Bioelectric currents in the heart give rise to differences in electric potential in the body and on its surface. The currents also induce a magnetic field within and outside the thorax. Recording of the electric potential on the surface of the body, electrocardiography (ECG), is a well established clinical tool for detecting insufficient perfusion of blood, i.e., ischemia during exercise testing. In a more recent technique, magnetocardiography (MCG), the cardiac magnetic field is recorded in the vicinity of the chest. Despite the clinical significance of the exercise ECG recordings in patients with suspected coronary artery disease (CAD), little is known about the effect of stress in the MCG of healthy subjects and patients with CAD.
Methods for analysing multichannel MCG signals, recorded during physical exercise testing, were developed in this thesis.

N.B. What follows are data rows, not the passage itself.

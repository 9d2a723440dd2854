//! Session-owned record store orchestration.
//!
//! # Responsibility
//! - Own one collection + one settings value per session context.
//! - Route every mutation through coercion, validation and write-through
//!   persistence.
//!
//! # Invariants
//! - Rejected mutations leave the collection untouched.
//! - Every accepted mutation synchronously saves through the storage seam.

pub mod record_store;
use tracklog_core::{
    compile_pattern, filter_records, highlight, MemoryStorage, RecordDraft, RecordStore,
};

fn seeded_store() -> RecordStore<MemoryStorage> {
    let mut store = RecordStore::open(MemoryStorage::new()).unwrap();
    for (title, date, duration, tag) in [
        ("Algebra problems", "2024-01-01", "30", "study"),
        ("Leg day", "2024-01-01", "45", "gym"),
        ("History notes", "2024-01-02", "20", "study"),
    ] {
        store
            .upsert(RecordDraft {
                title: Some(title.to_string()),
                date: Some(date.to_string()),
                duration: Some(duration.into()),
                tag: Some(tag.to_string()),
                ..RecordDraft::default()
            })
            .unwrap();
    }
    store
}

#[test]
fn anchored_case_insensitive_pattern_filters_by_tag() {
    let store = seeded_store();
    let matcher = compile_pattern("^stu", true).unwrap();
    let hits = filter_records(store.records(), Some(&matcher));
    assert_eq!(hits.len(), 2);
    assert!(hits.iter().all(|r| r.tag == "study"));
}

#[test]
fn pattern_matches_duration_text_form() {
    let store = seeded_store();
    let matcher = compile_pattern("^45$", false).unwrap();
    let hits = filter_records(store.records(), Some(&matcher));
    assert_eq!(hits.len(), 1);
    assert_eq!(hits[0].tag, "gym");
}

#[test]
fn none_matcher_passes_everything() {
    let store = seeded_store();
    assert_eq!(filter_records(store.records(), None).len(), 3);
}

#[test]
fn invalid_expression_degrades_to_no_filter() {
    assert!(compile_pattern("[unclosed", true).is_none());
    assert!(compile_pattern("", true).is_none());
}

#[test]
fn highlight_wraps_matches_and_escapes_the_rest() {
    let matcher = compile_pattern("notes", true).unwrap();
    let marked = highlight("History <notes> & \"quotes\"", Some(&matcher));
    assert_eq!(
        marked,
        "History &lt;<mark>notes</mark>&gt; &amp; &quot;quotes&quot;"
    );
}

#[test]
fn highlight_never_emits_raw_markup_characters() {
    let hostile = r#"<script>alert('&"><')</script>"#;
    let re = compile_pattern("script", false).unwrap();
    for matcher in [None, Some(&re)] {
        let marked = highlight(hostile, matcher);
        let stripped = marked.replace("<mark>", "").replace("</mark>", "");
        assert!(!stripped.contains('<'), "raw < in {marked:?}");
        assert!(!stripped.contains('>'), "raw > in {marked:?}");
        assert!(!stripped.contains('"'), "raw \" in {marked:?}");
        assert!(!stripped.contains('\''), "raw ' in {marked:?}");
        for (i, _) in stripped.match_indices('&') {
            let rest = &stripped[i..];
            assert!(
                rest.starts_with("&amp;")
                    || rest.starts_with("&lt;")
                    || rest.starts_with("&gt;")
                    || rest.starts_with("&quot;")
                    || rest.starts_with("&#39;"),
                "raw & in {marked:?}"
            );
        }
    }
}

#[test]
fn zero_width_matches_advance_without_looping() {
    let matcher = compile_pattern("x*", false).unwrap();
    let marked = highlight("ab", Some(&matcher));
    assert_eq!(marked, "<mark></mark>a<mark></mark>b<mark></mark>");
}

#[test]
fn repeated_matches_are_all_marked() {
    let matcher = compile_pattern("an", false).unwrap();
    assert_eq!(
        highlight("banana", Some(&matcher)),
        "b<mark>an</mark><mark>an</mark>a"
    );
}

They were applied to data recorded in healthy subjects to clarify the normal response to exercise in the MCG, and to data of patients with CAD to detect exercise-induced myocardial ischemia. Together with the MCG, spatially extensive ECG, i.e., body surface potential mapping (BSPM) was studied and the exercise-induced alterations in the two mappings were compared.
In healthy volunteers, exercise was found to induce more extensive alterations in the MCG than in the BSPM during the ventricular repolarisation. In patients with CAD, when optimal recording locations were found and evaluated, alterations of the ST segment in the MCG could be used as indicators of ischemia. Also, ischemia was found to induce a rotation of magnetic field maps (MFMs) which illustrate the spatial MCG signal distribution. The MFM orientation could successfully be used as a parameter for ischemia detection. In the BSPM, regions sensitive to ischemia-induced ST segment depression, ST segment elevation, and ST segment slope decrease were identified.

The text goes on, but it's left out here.